Go too far one way and you’ve just done a cover band version of something we’ve already seen, but go too far the other way and it becomes unidentifiable. Kingdom of the Crystal Skull weirdly has both of these problems. It simultaneously trades too heavily in nostalgia to while also feeling stylistically and aesthetically alien (pardon the pun). Indy and Marion’s lovers’ spat in the quicksand felt like bad fan fiction, while the flying saucer finale essentially ceased to be Indiana Jones.

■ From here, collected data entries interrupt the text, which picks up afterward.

//! End-to-end tests for the cardpush binary
//!
//! Each test runs the real binary against a wiremock CardDAV server and
//! checks:
//! - which contacts were PUT, and in what order they stop
//! - exit status and user-facing messages
//! - that nothing reaches the server when the run must abort early

use assert_cmd::Command;
use cardpush_cli::ids::generate_id;
use cardpush_cli::vcard::{is_complete, split_records};
use predicates::prelude::*;
use std::fs;
use std::path::PathBuf;
use tempfile::TempDir;
use wiremock::{
    matchers::{any, header, method, path},
    Mock, MockServer, ResponseTemplate,
};

const EMAIL: &str = "user@example.com";
const PASSWORD: &str = "secret";
/// base64("user@example.com:secret")
const AUTH: &str = "Basic dXNlckBleGFtcGxlLmNvbTpzZWNyZXQ=";

const ADA: &str = "BEGIN:VCARD\r\nVERSION:3.0\r\nFN:Ada Lovelace\r\nEMAIL:ada@example.com\r\nEND:VCARD";
const ALAN: &str = "BEGIN:VCARD\r\nVERSION:3.0\r\nFN:Alan Turing\r\nTEL:+441234567\r\nEND:VCARD";
const GRACE: &str = "BEGIN:VCARD\r\nVERSION:3.0\r\nFN:Grace Hopper\r\nEMAIL;TYPE=work:grace@example.com\r\nEND:VCARD";

/// Helper to write a contacts file the way exporters do (CRLF, trailing newline)
fn write_contacts(dir: &TempDir, cards: &[&str]) -> (PathBuf, String) {
    let content = format!("{}\r\n", cards.join("\r\n"));
    let file = dir.path().join("contacts.vcf");
    fs::write(&file, &content).expect("Failed to write contacts file");
    (file, content)
}

/// Ids of the complete records in upload order
fn uploaded_ids(content: &str) -> Vec<String> {
    split_records(content)
        .iter()
        .filter(|block| is_complete(block))
        .map(|block| generate_id(block))
        .collect()
}

fn contact_path(id: &str) -> String {
    format!("/{}/ab/personal/{}.vcf", EMAIL, id)
}

async fn expect_put(server: &MockServer, id: &str, status: u16, times: u64) {
    Mock::given(method("PUT"))
        .and(path(contact_path(id)))
        .and(header("content-type", "text/vcard"))
        .and(header("authorization", AUTH))
        .respond_with(ResponseTemplate::new(status).set_body_string("Conflict"))
        .expect(times)
        .mount(server)
        .await;
}

async fn expect_no_requests(server: &MockServer) {
    Mock::given(any())
        .respond_with(ResponseTemplate::new(500))
        .expect(0)
        .mount(server)
        .await;
}

fn cardpush(dir: &TempDir, server: &MockServer, file: &PathBuf) -> Command {
    let mut cmd = Command::cargo_bin("cardpush").unwrap();
    cmd.current_dir(dir.path())
        .arg("--email")
        .arg(EMAIL)
        .arg("--password")
        .arg(PASSWORD)
        .arg("--file")
        .arg(file)
        .arg("--server")
        .arg(server.uri());
    cmd
}

#[tokio::test]
async fn test_import_uploads_every_contact() {
    let server = MockServer::start().await;
    let dir = TempDir::new().unwrap();
    let (file, content) = write_contacts(&dir, &[ADA, ALAN, GRACE]);

    for id in uploaded_ids(&content) {
        expect_put(&server, &id, 201, 1).await;
    }

    cardpush(&dir, &server, &file)
        .assert()
        .success()
        .stdout(predicate::str::contains("3 contact(s) uploaded"));
}

#[tokio::test]
async fn test_import_stops_at_first_rejection() {
    let server = MockServer::start().await;
    let dir = TempDir::new().unwrap();
    let (file, content) = write_contacts(&dir, &[ADA, ALAN, GRACE]);
    let ids = uploaded_ids(&content);

    expect_put(&server, &ids[0], 201, 1).await;
    expect_put(&server, &ids[1], 409, 1).await;
    expect_put(&server, &ids[2], 201, 0).await;

    cardpush(&dir, &server, &file)
        .assert()
        .failure()
        .stderr(predicate::str::contains("#2 of 3"))
        .stderr(predicate::str::contains("HTTP 409"))
        .stderr(predicate::str::contains("--start-index 1"));
}

#[tokio::test]
async fn test_existing_contact_200_is_failure() {
    let server = MockServer::start().await;
    let dir = TempDir::new().unwrap();
    let (file, content) = write_contacts(&dir, &[ADA]);

    expect_put(&server, &uploaded_ids(&content)[0], 200, 1).await;

    cardpush(&dir, &server, &file)
        .assert()
        .failure()
        .stderr(predicate::str::contains("HTTP 200"));
}

#[tokio::test]
async fn test_start_index_resumes_run() {
    let server = MockServer::start().await;
    let dir = TempDir::new().unwrap();
    let (file, content) = write_contacts(&dir, &[ADA, ALAN, GRACE]);
    let ids = uploaded_ids(&content);

    expect_put(&server, &ids[0], 201, 0).await;
    expect_put(&server, &ids[1], 201, 1).await;
    expect_put(&server, &ids[2], 201, 1).await;

    cardpush(&dir, &server, &file)
        .arg("--start-index")
        .arg("1")
        .arg("--batch-size")
        .arg("1")
        .assert()
        .success()
        .stdout(predicate::str::contains("2 contact(s) uploaded (1 skipped, 1 cooldown(s))"));
}

#[tokio::test]
async fn test_duplicate_records_abort_before_upload() {
    let server = MockServer::start().await;
    let dir = TempDir::new().unwrap();
    // Both ALAN blocks carry the preceding line break, so they are identical.
    let (file, _) = write_contacts(&dir, &[ADA, ALAN, ALAN]);

    expect_no_requests(&server).await;

    cardpush(&dir, &server, &file)
        .assert()
        .failure()
        .stderr(predicate::str::contains("Identifier collision"))
        .stderr(predicate::str::contains("#2 and #3"));
}

#[tokio::test]
async fn test_with_email_selection_skips_contacts_without_email() {
    let server = MockServer::start().await;
    let dir = TempDir::new().unwrap();
    let (file, content) = write_contacts(&dir, &[ADA, ALAN, GRACE]);
    let ids = uploaded_ids(&content);

    expect_put(&server, &ids[0], 201, 1).await;
    expect_put(&server, &ids[1], 201, 0).await;
    expect_put(&server, &ids[2], 201, 1).await;

    cardpush(&dir, &server, &file)
        .arg("--select")
        .arg("with-email")
        .assert()
        .success()
        .stdout(predicate::str::contains("2 contact(s) uploaded"));
}

#[tokio::test]
async fn test_dry_run_lists_ids_without_network() {
    let server = MockServer::start().await;
    let dir = TempDir::new().unwrap();
    let (file, content) = write_contacts(&dir, &[ADA, ALAN]);
    let ids = uploaded_ids(&content);

    expect_no_requests(&server).await;

    cardpush(&dir, &server, &file)
        .arg("--dry-run")
        .assert()
        .success()
        .stdout(predicate::str::contains(ids[0].as_str()))
        .stdout(predicate::str::contains(ids[1].as_str()))
        .stdout(predicate::str::contains("2 contact(s) would be uploaded"));
}

#[tokio::test]
async fn test_missing_file_fails() {
    let server = MockServer::start().await;
    let dir = TempDir::new().unwrap();

    expect_no_requests(&server).await;

    cardpush(&dir, &server, &dir.path().join("missing.vcf"))
        .assert()
        .failure()
        .stderr(predicate::str::contains("File operation failed"));
}

#[tokio::test]
async fn test_zero_batch_size_is_rejected() {
    let server = MockServer::start().await;
    let dir = TempDir::new().unwrap();
    let (file, _) = write_contacts(&dir, &[ADA]);

    expect_no_requests(&server).await;

    cardpush(&dir, &server, &file)
        .arg("--batch-size")
        .arg("0")
        .assert()
        .failure()
        .stderr(predicate::str::contains("batch size must be greater than zero"));
}

#[test]
fn test_required_flags() {
    Command::cargo_bin("cardpush")
        .unwrap()
        .env_remove("CARDPUSH_EMAIL")
        .env_remove("CARDPUSH_PASSWORD")
        .env_remove("CARDPUSH_SERVER")
        .arg("--file")
        .arg("contacts.vcf")
        .assert()
        .failure()
        .stderr(predicate::str::contains("--email"));
}

#[test]
fn test_server_flag_is_optional() {
    let dir = TempDir::new().unwrap();
    let (file, _) = write_contacts(&dir, &[ADA]);

    Command::cargo_bin("cardpush")
        .unwrap()
        .current_dir(dir.path())
        .env_remove("CARDPUSH_SERVER")
        .arg("-e")
        .arg(EMAIL)
        .arg("-p")
        .arg(PASSWORD)
        .arg("-f")
        .arg(&file)
        .arg("--dry-run")
        .assert()
        .success()
        .stdout(predicate::str::contains("1 contact(s) would be uploaded"));
}
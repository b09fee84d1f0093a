//! Which generated items are uploaded
//!
//! Identifiers are generated, and collisions checked, for every record block
//! in the file. The selection policy then decides which of those items go to
//! the server.

use crate::error::CliError;
use crate::ids::Item;
use crate::vcard;
use serde::{Deserialize, Serialize};

/// Upload selection policy
#[derive(Debug, Clone, Copy, PartialEq, Eq, Default, Serialize, Deserialize, clap::ValueEnum)]
#[serde(rename_all = "kebab-case")]
pub enum UploadSelection {
    /// Every extracted block, including a trailing partial one
    All,
    /// Blocks that contain `BEGIN:VCARD`
    #[default]
    Complete,
    /// Complete blocks that carry an `EMAIL` property
    WithEmail,
}

impl UploadSelection {
    /// Whether a record with this text is uploaded
    pub fn accepts(self, text: &str) -> bool {
        match self {
            UploadSelection::All => true,
            UploadSelection::Complete => vcard::is_complete(text),
            UploadSelection::WithEmail => vcard::is_complete(text) && vcard::has_email(text),
        }
    }

    /// Keep the accepted items, in order
    pub fn apply(self, items: Vec<Item>) -> Vec<Item> {
        items.into_iter().filter(|item| self.accepts(&item.text)).collect()
    }
}

impl std::str::FromStr for UploadSelection {
    type Err = CliError;

    fn from_str(s: &str) -> Result<Self, Self::Err> {
        match s.trim().to_lowercase().as_str() {
            "all" => Ok(UploadSelection::All),
            "complete" => Ok(UploadSelection::Complete),
            "with-email" | "with_email" | "email" => Ok(UploadSelection::WithEmail),
            other => Err(CliError::config(format!(
                "unknown selection '{}' (expected all, complete or with-email)",
                other
            ))),
        }
    }
}

impl std::fmt::Display for UploadSelection {
    fn fmt(&self, f: &mut std::fmt::Formatter<'_>) -> std::fmt::Result {
        match self {
            UploadSelection::All => write!(f, "all"),
            UploadSelection::Complete => write!(f, "complete"),
            UploadSelection::WithEmail => write!(f, "with-email"),
        }
    }
}
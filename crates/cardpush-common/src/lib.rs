//! cardpush common library
#![deny(clippy::unwrap_used, clippy::expect_used)]
//!
//! Shared utilities for the cardpush workspace.
//!
//! - **Logging**: subscriber setup driven by [`logging::LogConfig`]
//! - **Digests**: stable hex digests used for content-addressed identifiers
//!
//! # Example
//!
//! ```
//! use cardpush_common::digest::{digest_bytes, DigestAlgorithm};
//!
//! let hex = digest_bytes(b"BEGIN:VCARD\r\nEND:VCARD", DigestAlgorithm::Sha256);
//! assert_eq!(hex.len(), 64);
//! ```

pub mod digest;
pub mod error;
pub mod logging;

pub use error::{CommonError, Result};
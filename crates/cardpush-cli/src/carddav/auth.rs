//! Account credentials and Basic-Auth encoding

use base64::{engine::general_purpose::STANDARD, Engine as _};

/// Address-book account
///
/// `Debug` never prints the password.
#[derive(Clone, PartialEq, Eq)]
pub struct Credentials {
    pub email: String,
    pub password: String,
}

impl Credentials {
    pub fn new(email: impl Into<String>, password: impl Into<String>) -> Self {
        Self {
            email: email.into(),
            password: password.into(),
        }
    }

    /// Value for the `Authorization` header
    ///
    /// Plain base64 of the UTF-8 bytes of `email:password`. Servers that
    /// expect another charset for non-ASCII credentials will reject them.
    pub fn basic_auth_header(&self) -> String {
        let raw = format!("{}:{}", self.email, self.password);
        format!("Basic {}", STANDARD.encode(raw.as_bytes()))
    }
}

impl std::fmt::Debug for Credentials {
    fn fmt(&self, f: &mut std::fmt::Formatter<'_>) -> std::fmt::Result {
        f.debug_struct("Credentials")
            .field("email", &self.email)
            .field("password", &"<redacted>")
            .finish()
    }
}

If you want to see the Platonic ideal of this balance, look no further than Creed. Creed is an astounding feat of filmmaking because it takes the basic, familiar framework of Rocky, but makes every single structural callback ring with an entirely new meaning. Yeah, Adonis, like Rocky, is just some rookie fighter who gets a shot at the championship because of his name, but what that means to each character and how they are motivated by these similar situations are as different as night and day. Creed feels like a Rocky movie, but not like one we’ve ever seen before, and not only did it bring one of the most beloved characters in film history back in spectacular fashion, but it also managed to tell a brand new, deeply personal story in the process.
That’s a high target to shoot for, but that’s exactly where Spielberg needs to aim.